Oleh : Achmad Tshofawie; Kordinator Ecofitrah, Keluarga ICMI dan FKPPI
REPUBLIKA.CO.ID, JAKARTA -- Frasa “natural resources” pertama kali dipopulerkan pada akhir abad ke-18 hingga awal abad ke-19, dalam konteks ekonomi politik klasik, terutama oleh pemikir seperti Adam Smith, Thomas Malthus, dan David Ricardo.
Namun, pencetus sistematis pertama yang memakai dan menormalisasi istilah itu secara luas adalah George Perkins Marsh (1801–1882),seorang diplomat, ekolog awal, dan penulis buku "Man and Nature" (1864).
Tidak ada kode iklan yang tersedia.
Frasa “natural resources” (sumber daya alam) adalah kata yang kehilangan jiwa. Begitu kita menyebut sungai sebagai ‘sumber daya’, kita sedang menyiapkannya untuk dieksploitasi.
Bahasa menentukan moralitas.Jika sungai adalah “resource”, maka manusia adalah “user”. Tapi jika sungai adalah “being” (makhluk hidup), maka manusia adalah “neighbor” atau “guardian”.
Jika kita kesulitan membayangkan sungai sebagai “hidup”, maka lihatlah apa yang terjadi saat sungai “mati” (ikan terapung, aliran kering, ekosistem runtuh).
Dengan menganggap sungai sebagai “yang hidup”, maka relasi manusia-alam bergeser: dari penguasa/pengguna menjadi peserta, mitra, bahkan bagian dari aliran.
Dalam Alquran; bumi, air, dan gunung tidak pernah disebut “resources”, melainkan ayat -- tanda-tanda Allah (QS Fussilat:10, QS Al-Mu’minun:18–19).
Jadi, dalam pandangan Qurani, istilah “natural resources” justru merupakan penyimpangan semantik dari konsep amanah dan ayat-kauniyah.
Jika kita menolak istilah “natural resources” karena mereduksi alam menjadi stok material, maka secara epistemologis dan etis, istilah “human resources” (SDM) juga layak dikoreksi, bahkan dalam pandangan Qurani bisa dikategorikan sebagai penghinaan halus terhadap martabat insan.
Asal-usul Istilah “Human Resources”
Istilah ini lahir pada awal abad ke-20, dalam konteks Taylorisme dan manajemen industri.

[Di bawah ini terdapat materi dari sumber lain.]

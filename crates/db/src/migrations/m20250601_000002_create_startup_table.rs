//! Create startup table migration.

use sea_orm_migration::prelude::*;

#[derive(DeriveMigrationName)]
pub struct Migration;

#[async_trait::async_trait]
impl MigrationTrait for Migration {
    async fn up(&self, manager: &SchemaManager) -> Result<(), DbErr> {
        manager
            .create_table(
                Table::create()
                    .table(Startup::Table)
                    .if_not_exists()
                    .col(
                        ColumnDef::new(Startup::Id)
                            .string_len(32)
                            .not_null()
                            .primary_key(),
                    )
                    .col(ColumnDef::new(Startup::Title).string_len(100).not_null())
                    .col(ColumnDef::new(Startup::Slug).string_len(128).not_null())
                    .col(ColumnDef::new(Startup::AuthorId).string_len(32).not_null())
                    .col(ColumnDef::new(Startup::Description).text().not_null())
                    .col(ColumnDef::new(Startup::Category).string_len(20).not_null())
                    .col(ColumnDef::new(Startup::Image).string_len(1024).not_null())
                    .col(ColumnDef::new(Startup::Pitch).text().not_null())
                    .col(
                        ColumnDef::new(Startup::CreatedAt)
                            .timestamp_with_time_zone()
                            .not_null()
                            .default(Expr::current_timestamp()),
                    )
                    .foreign_key(
                        ForeignKey::create()
                            .name("fk_startup_author")
                            .from(Startup::Table, Startup::AuthorId)
                            .to(Author::Table, Author::Id)
                            .on_delete(ForeignKeyAction::Cascade),
                    )
                    .to_owned(),
            )
            .await?;

        manager
            .create_index(
                Index::create()
                    .name("idx_startup_author_id")
                    .table(Startup::Table)
                    .col(Startup::AuthorId)
                    .to_owned(),
            )
            .await?;

        manager
            .create_index(
                Index::create()
                    .name("idx_startup_slug")
                    .table(Startup::Table)
                    .col(Startup::Slug)
                    .to_owned(),
            )
            .await?;

        Ok(())
    }

    async fn down(&self, manager: &SchemaManager) -> Result<(), DbErr> {
        manager
            .drop_table(Table::drop().table(Startup::Table).to_owned())
            .await
    }
}

#[derive(Iden)]
enum Startup {
    Table,
    Id,
    Title,
    Slug,
    AuthorId,
    Description,
    Category,
    Image,
    Pitch,
    CreatedAt,
}

#[derive(Iden)]
enum Author {
    Table,
    Id,
}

Pertama kali dipopulerkan oleh John R Commons dalam karya “The Distribution of Wealth” (1893),lalu semakin mapan lewat E Weight Bakke (1940-an) dan Peter Drucker (1950-an).
Tujuannya: menata manusia di pabrik dan perusahaan sebagai komponen produktif setara mesin, modal, dan bahan baku. Maka lahirlah frasa yang hingga kini kita dengar setiap hari:“Mengelola sumber daya manusia.” (Seolah manusia adalah bahan bakar pabrik ekonomi.)
Mengapa Istilah Ini Bermasalah?
Secara bahasa dan filsafat, “resources” berarti sesuatu yang dapat dipakai, habis, dan diganti. Maka, human resources secara implisit menempatkan manusia dalam posisi:
instrumen ekonomi, bukan tujuan;
komponen sistem, bukan subjek moral.
Konsekuensinya serius. Nilai manusia diukur dari produktivitas, bukan pengabdian atau niat. Martabat manusia direduksi menjadi kapital kerja. Lahir budaya korporat yang efisien tapi kehilangan ruh, karena manusia hanya dianggap “tenaga”, bukan “amanah”.
Perspektif Qurani dan Fitrah
Dalam Alquran, tidak pernah manusia disebut resource. Sebaliknya, Allah menegaskan, “Dan sungguh Kami telah memuliakan anak-anak Adam…” (QS Al-Isra’: 70)
Manusia bukan resource, tapi makhluk yang dimuliakan dan diamanahi,bukan untuk “digunakan”, tapi untuk “menjadi”. Manusia adalah ‘abdullah (hamba Allah) dan khalifah fil ardh (pemakmur bumi), bukan unit produksi.
Jadi kalau natural resources menurunkan nilai bumi,maka human resources menurunkan nilai manusia.